A Global Conversation
Insurance industry experts discuss the latest hot topics and challenges in the captive insurance market with A.M. BestTV.
- August 2018
“I think actually there are two challenges [in the captive market.] The first one is an internal view, which is getting staff. It’s increasingly difficult to get the right staff in the locations you need them. The locations are becoming very expensive, so to get the right people is expensive.
The other one is the old story of regulation. Regulation is continuing to increase. In Bermuda, we’ve recently seen increasing regulation, code of conduct, all the right things to do, but in many countries, it’s a new regulation from the point of view BEPS, base erosion profit shifting. The Organization for Economic Co-operation and Development is very, very serious about that.
Actually for domiciles, it shouldn’t be seen as an inhibitor. It should be seen as a good thing where everybody can work on the same, level playing ground.”
CEO, Global Captive Practice
Willis Towers Watson
“In a world where we see so much uncertainty, a captive can provide a lot more certainty to organizations.
In the smaller captives, we’re seeing growth there from organizations that never had a captive. They’re starting to hear about this captive concept and thinking that they should explore it.
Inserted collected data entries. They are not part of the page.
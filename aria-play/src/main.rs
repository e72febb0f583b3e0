// Aria
// Copyright (c) 2026 The Project Aria Developers.
//
// This Source Code Form is subject to the terms of the Mozilla Public
// License, v. 2.0. If a copy of the MPL was not distributed with this
// file, You can obtain one at https://mozilla.org/MPL/2.0/.

//! Command-line demo player: loads the given files, playlists, and URLs
//! into a library and plays them through.

use std::path::{Path, PathBuf};
use std::sync::{Arc, Mutex};
use std::thread;
use std::time::Duration;

use clap::{App, Arg};
use log::{error, warn};

use aria::core::input::parse_stream_metadata;
use aria::core::playlist;
use aria::core::worker::Worker;
use aria::library::library::{Library, PlayMode};
use aria::library::play_queue::PlayQueue;
use aria::library::store::TrackStore;
use aria::player::{Player, PlayerCallbacks, Status};

/// Worker job type for library scans.
const JOB_ADD: u32 = 1;

fn main() {
    pretty_env_logger::init();

    let matches = App::new("aria-play")
        .version(env!("CARGO_PKG_VERSION"))
        .about("Play audio files, playlists, and streams")
        .arg(
            Arg::new("output")
                .long("output")
                .short('o')
                .takes_value(true)
                .help("Output plugin to use instead of the best available"),
        )
        .arg(
            Arg::new("volume")
                .long("volume")
                .takes_value(true)
                .help("Playback volume, 0-100"),
        )
        .arg(
            Arg::new("shuffle")
                .long("shuffle")
                .help("Play the library in shuffled order"),
        )
        .arg(Arg::new("repeat").long("repeat").help("Wrap around at the end of the library"))
        .arg(
            Arg::new("list-plugins")
                .long("list-plugins")
                .help("List input and output plugins and exit"),
        )
        .arg(
            Arg::new("INPUT")
                .help("Files, playlists, or URLs to play")
                .multiple_values(true)
                .required_unless_present("list-plugins"),
        )
        .get_matches();

    if matches.is_present("list-plugins") {
        list_plugins();
        return;
    }

    let store = Arc::new(match cache_base() {
        Some(base) => TrackStore::with_cache(&base),
        None => TrackStore::new(),
    });
    let library = Arc::new(Mutex::new(Library::new()));
    let queue = Arc::new(PlayQueue::new());

    {
        let mut lib = library.lock().unwrap();
        if matches.is_present("shuffle") {
            lib.set_play_mode(PlayMode::Shuffle);
        }
        lib.set_repeat(matches.is_present("repeat"));
        lib.set_sort_keys(
            ["artist", "date", "album", "discnumber", "tracknumber", "title"]
                .iter()
                .map(|s| s.to_string())
                .collect(),
        );
    }

    // Expand playlists up front, then let the worker resolve the tracks in
    // the background the way library scans run.
    let inputs: Vec<String> =
        matches.values_of("INPUT").unwrap().flat_map(expand_playlist).collect();
    if inputs.is_empty() {
        error!("nothing to play");
        std::process::exit(1);
    }

    let worker = Worker::start();
    for filename in &inputs {
        let filename = filename.clone();
        let store = store.clone();
        let library = library.clone();
        worker.add_job(JOB_ADD, move |ctx| {
            if ctx.cancelling() {
                return;
            }
            match store.get(&filename, aria::default::get_inputs()) {
                Some(ti) => library.lock().unwrap().add_track(ti),
                None => warn!("skipping {}", filename),
            }
        });
    }

    let player = {
        let next_lib = library.clone();
        let next_queue = queue.clone();
        let prev_lib = library.clone();
        let callbacks = PlayerCallbacks {
            get_next: Box::new(move || {
                next_queue.pop_head().or_else(|| next_lib.lock().unwrap().next())
            }),
            get_prev: Box::new(move || prev_lib.lock().unwrap().prev()),
        };
        Player::new(aria::default::get_inputs(), aria::default::get_outputs(), callbacks)
    };

    if let Some(name) = matches.value_of("output") {
        player.set_output(name);
    }
    if let Some(volume) = matches.value_of("volume") {
        match volume.parse::<u32>() {
            Ok(volume) if volume <= 100 => player.set_volume(volume, volume),
            _ => warn!("ignoring bad volume '{}'", volume),
        }
    }

    // Wait for the scan, then start with the first track.
    while !worker.is_idle() {
        thread::sleep(Duration::from_millis(50));
    }
    let first = library.lock().unwrap().next();
    let first = match first {
        Some(ti) => ti,
        None => {
            error!("none of the inputs could be opened");
            std::process::exit(1);
        }
    };
    player.play_file(&first.filename);

    status_loop(&player);

    store.close();
}

fn list_plugins() {
    print!("Input file types:");
    for ext in aria::default::get_inputs().supported_extensions() {
        print!(" {}", ext);
    }
    println!();
    println!("Output plugins:");
    for name in aria::default::get_outputs().plugin_names() {
        println!("  {}", name);
    }
}

/// Print state transitions until playback finishes.
fn status_loop(player: &Player) {
    let mut started = false;
    loop {
        let info = player.info();
        player.clear_changed();

        if let Some(message) = &info.error {
            error!("{}", message);
        }
        if info.file_changed {
            println!("+ {}", info.filename);
        }
        if info.metadata_changed && !info.metadata.is_empty() {
            let (title, _url) = parse_stream_metadata(&info.metadata);
            if let Some(title) = title {
                println!("  > {}", title);
            }
        }

        match info.status {
            Status::Playing | Status::Paused => started = true,
            Status::Stopped => {
                // Done, or the open failed outright.
                if started || info.error.is_some() {
                    return;
                }
            }
        }
        thread::sleep(Duration::from_millis(100));
    }
}

fn expand_playlist(input: &str) -> Vec<String> {
    let path = Path::new(input);
    if path.is_file() && playlist::is_playlist_filename(input) {
        match playlist::load(path) {
            Ok(entries) => return entries,
            Err(err) => {
                warn!("could not load playlist {}: {}", input, err);
                return Vec::new();
            }
        }
    }
    vec![input.to_string()]
}

fn cache_base() -> Option<PathBuf> {
    let home = std::env::var_os("HOME")?;
    let dir = Path::new(&home).join(".aria");
    if let Err(err) = std::fs::create_dir_all(&dir) {
        warn!("could not create {}: {}", dir.display(), err);
        return None;
    }
    Some(dir.join("cache"))
}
We’re seeing growth across all industries and in all sizes.
[Some of the new risks that are going to captives include]—big growth in companies that are into cyberrisk and parts of cyber, whether that be deductibles or retentions or writing higher limits or quoted shares. We also saw an increased number of companies writing some from employee benefit risk.
What’s driving that is as medical costs continue to rise around the globe, it’s difficult for organizations to try and control that. One method of trying to achieve that level of control is through using a captive to reinsure those medical costs.”
Marsh Captive Solutions
“It’s extremely important in a rising interest rate environment for an investment adviser who manages money for captives to have a fund that is a core-plus strategy that uses floating-rate securities and that uses different methods to gain that return that’s hard to get in a low interest rate environment now.
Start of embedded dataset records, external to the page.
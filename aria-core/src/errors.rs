// Aria
// Copyright (c) 2026 The Project Aria Developers.
//
// This Source Code Form is subject to the terms of the Mozilla Public
// License, v. 2.0. If a copy of the MPL was not distributed with this
// file, You can obtain one at https://mozilla.org/MPL/2.0/.

//! The `errors` module defines the closed error types of the input and
//! output layers.

use std::error::Error as StdError;
use std::fmt;
use std::io;
use std::result;

/// `InputError` enumerates every way opening or reading a source can fail.
#[derive(Debug)]
pub enum InputError {
    /// An IO error occurred while opening, reading, or seeking the source.
    Io(io::Error),
    /// No input plugin claims the filename extension.
    UnrecognizedFileType,
    /// The operation is not supported by this kind of source (e.g. seeking
    /// a live stream).
    FunctionNotSupported,
    /// The source data is not in a format the selected plugin understands,
    /// or no plugin claims the MIME type.
    FileFormat,
    /// The URL could not be parsed.
    InvalidUri,
    /// The plugin cannot decode to a supported sample format.
    SampleFormat,
    /// The HTTP response could not be parsed.
    HttpResponse,
    /// The HTTP server answered with a status other than 200.
    HttpStatus(u16, String),
    /// An internal error in a plugin.
    Internal(&'static str),
}

impl InputError {
    /// True when a read simply had no data ready within its timeout and
    /// should be retried.
    pub fn is_would_block(&self) -> bool {
        match self {
            InputError::Io(err) => matches!(
                err.kind(),
                io::ErrorKind::WouldBlock | io::ErrorKind::TimedOut | io::ErrorKind::Interrupted
            ),
            _ => false,
        }
    }
}

impl fmt::Display for InputError {
    fn fmt(&self, f: &mut fmt::Formatter<'_>) -> fmt::Result {
        match self {
            InputError::Io(err) => write!(f, "{}", err),
            InputError::UnrecognizedFileType => write!(f, "unrecognized filename extension"),
            InputError::FunctionNotSupported => write!(f, "function not supported"),
            InputError::FileFormat => write!(f, "file format not supported or corrupted file"),
            InputError::InvalidUri => write!(f, "invalid URI"),
            InputError::SampleFormat => {
                write!(f, "input plugin doesn't support the sample format")
            }
            InputError::HttpResponse => write!(f, "invalid HTTP response"),
            InputError::HttpStatus(code, reason) => write!(f, "{} {}", code, reason),
            InputError::Internal(msg) => write!(f, "internal error: {}", msg),
        }
    }
}

impl StdError for InputError {
    fn source(&self) -> Option<&(dyn StdError + 'static)> {
        match self {
            InputError::Io(err) => Some(err),
            _ => None,
        }
    }
}

impl From<io::Error> for InputError {
    fn from(err: io::Error) -> InputError {
        InputError::Io(err)
    }
}

pub type InputResult<T> = result::Result<T, InputError>;

/// Convenience for raising `InputError::FileFormat`.
pub fn file_format_error<T>() -> InputResult<T> {
    Err(InputError::FileFormat)
}

/// `OutputError` enumerates every way an output or mixer operation can fail.
#[derive(Debug)]
pub enum OutputError {
    /// An IO error reported by the output device.
    Io(io::Error),
    /// No plugin with the requested name is registered.
    NoPlugin,
    /// The required plugin could not be initialized.
    NotInitialized,
    /// The plugin does not implement the operation.
    NotSupported,
    /// The device rejected the sample format.
    SampleFormat,
    /// The plugin has no such option.
    NotOption,
    /// An internal error in a plugin.
    Internal(&'static str),
}

impl OutputError {
    /// True when a write was refused because the device buffer is full and
    /// should be retried after a short sleep.
    pub fn is_would_block(&self) -> bool {
        match self {
            OutputError::Io(err) => matches!(
                err.kind(),
                io::ErrorKind::WouldBlock | io::ErrorKind::TimedOut | io::ErrorKind::Interrupted
            ),
            _ => false,
        }
    }

    /// True for the underrun condition that asks the consumer to re-prepare
    /// the device and retry once.
    pub fn is_underrun(&self) -> bool {
        match self {
            OutputError::Io(err) => err.kind() == io::ErrorKind::BrokenPipe,
            _ => false,
        }
    }
}

impl fmt::Display for OutputError {
    fn fmt(&self, f: &mut fmt::Formatter<'_>) -> fmt::Result {
        match self {
            OutputError::Io(err) => write!(f, "{}", err),
            OutputError::NoPlugin => write!(f, "no such plugin"),
            OutputError::NotInitialized => {
                write!(f, "couldn't initialize required output plugin")
            }
            OutputError::NotSupported => write!(f, "function not supported"),
            OutputError::SampleFormat => write!(f, "sample format not supported"),
            OutputError::NotOption => write!(f, "no such option"),
            OutputError::Internal(msg) => write!(f, "internal error: {}", msg),
        }
    }
}

impl StdError for OutputError {
    fn source(&self) -> Option<&(dyn StdError + 'static)> {
        match self {
            OutputError::Io(err) => Some(err),
            _ => None,
        }
    }
}

impl From<io::Error> for OutputError {
    fn from(err: io::Error) -> OutputError {
        OutputError::Io(err)
    }
}

pub type OutputResult<T> = result::Result<T, OutputError>;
A fund manager that uses floating-rate securities, that uses shorter-duration bonds would be something that would be more suitable for a captive investment.”
Regional Sales Director
Monte Capital Group
“The continuing soft market really does make it more difficult [for new captives to form,} when you start to do the math on the return on investment. That’s part of it. The tax rate also is a little bit of a detriment for traditional risk management captives. At 35%, the loss reserve deduction is worth a certain amount. At 21% it’s worth less.
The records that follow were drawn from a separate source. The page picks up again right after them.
const GOOGLE_AUTH_URL: &str = "https://accounts.google.com/o/oauth2/v2/auth";
const GOOGLE_TOKEN_URL: &str = "https://oauth2.googleapis.com/token";
const GOOGLE_USERINFO_URL: &str = "https://www.googleapis.com/oauth2/v2/userinfo";
const CALENDAR_API_URL: &str = "https://www.googleapis.com/calendar/v3";

/// Consultations have a fixed length; caller-supplied end times are overwritten.
pub const CONSULTATION_DURATION_MINUTES: i64 = 90;

/// Timezone the practice operates in; used when a request carries none.
pub const SERVICE_TIME_ZONE: &str = "America/Sao_Paulo";

const OAUTH_SCOPES: &[&str] = &[
    "https://www.googleapis.com/auth/calendar",
    "https://www.googleapis.com/auth/userinfo.email",
    "https://www.googleapis.com/auth/userinfo.profile",
];

// ============================================================================
// OAuth Types
// ============================================================================

#[derive(Debug, Deserialize)]
pub struct TokenResponse {
    pub access_token: String,
    pub expires_in: i64,
    /// Only issued on fresh consent (`prompt=consent` + `access_type=offline`).
    pub refresh_token: Option<String>,
    pub scope: Option<String>,
    pub token_type: Option<String>,
}

#[derive(Debug, Clone, Deserialize, Serialize)]
pub struct GoogleUserInfo {
    pub id: String,
    pub email: String,
    pub name: Option<String>,
}

// ============================================================================
// Calendar Event Types
// ============================================================================

#[derive(Debug, Clone, Default, Serialize, Deserialize)]
#[serde(rename_all = "camelCase", default)]
pub struct GcalEvent {
    #[serde(skip_serializing_if = "Option::is_none")]
    pub id: Option<String>,
    #[serde(skip_serializing_if = "Option::is_none")]
    pub status: Option<String>,
    #[serde(skip_serializing_if = "Option::is_none")]
    pub summary: Option<String>,
    #[serde(skip_serializing_if = "Option::is_none")]
    pub description: Option<String>,
    #[serde(skip_serializing_if = "Option::is_none")]
    pub html_link: Option<String>,
    #[serde(skip_serializing_if = "Option::is_none")]
    pub start: Option<EventDateTime>,
    #[serde(skip_serializing_if = "Option::is_none")]
    pub end: Option<EventDateTime>,
    #[serde(skip_serializing_if = "Option::is_none")]
    pub attendees: Option<Vec<EventAttendee>>,
    #[serde(skip_serializing_if = "Option::is_none")]
    pub organizer: Option<EventOrganizer>,
    #[serde(skip_serializing_if = "Option::is_none")]
    pub reminders: Option<EventReminders>,
    #[serde(skip_serializing_if = "Option::is_none")]
    pub sequence: Option<i64>,
}

#[derive(Debug, Clone, Default, Serialize, Deserialize)]
#[serde(rename_all = "camelCase", default)]
pub struct EventDateTime {
    #[serde(skip_serializing_if = "Option::is_none")]
    pub date_time: Option<String>,
    #[serde(skip_serializing_if = "Option::is_none")]
    pub time_zone: Option<String>,
    /// All-day events carry `date` instead of `dateTime`.
    #[serde(skip_serializing_if = "Option::is_none")]
    pub date: Option<String>,
}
For U.S. companies, that’s been a little bit of a challenge. On the European side, Solvency II continues to be a tough barrier. If you’re going to form a captive now, it’s more capital intensive, more regulatory, more governance. Those things are a bit of a barrier to new growth.
On the whole, there’s still a lot of interest. There’s still a lot of inquiries, there’s still greater education, more interest in the marketplace. It’s still been solid. We’re still in a very good place, but it’s just been a little slower than in the past.”
Director of Captive Management and
Head of U.S. Fronting
American International Group
“Some captives have jumped on the bandwagon of passive investments using exchange-traded fund portfolios to capture their equity exposures, risk reward characteristics.
Unfortunately, with ETFs, you get 100% of the market’s upside and 100% of the downside. Not a great place to be when you’re expecting a market to go down.
What they should be doing I think is diversifying further, particularly away from any one market like the U.S. market, considering developed country exposure, or maybe even emerging market exposure, just diversifying the portfolio to protect them.
Now for actively-managed portfolios, which are probably most captive portfolios, we’re hearing a lot of inquiries about defensive strategies. There’s an interest in covered, call-writing programs.
There is an interest in structured, or quantitative product that is specifically designed to capture maybe 80% or 90% of the market’s upside but only suffer 60% to 40% of the market’s downside. That’s becoming very popular.
People want at least to carve out a portion of that portfolio and position it defensively. We’ll never get a call right before the market dives, so better to be prepared ahead.”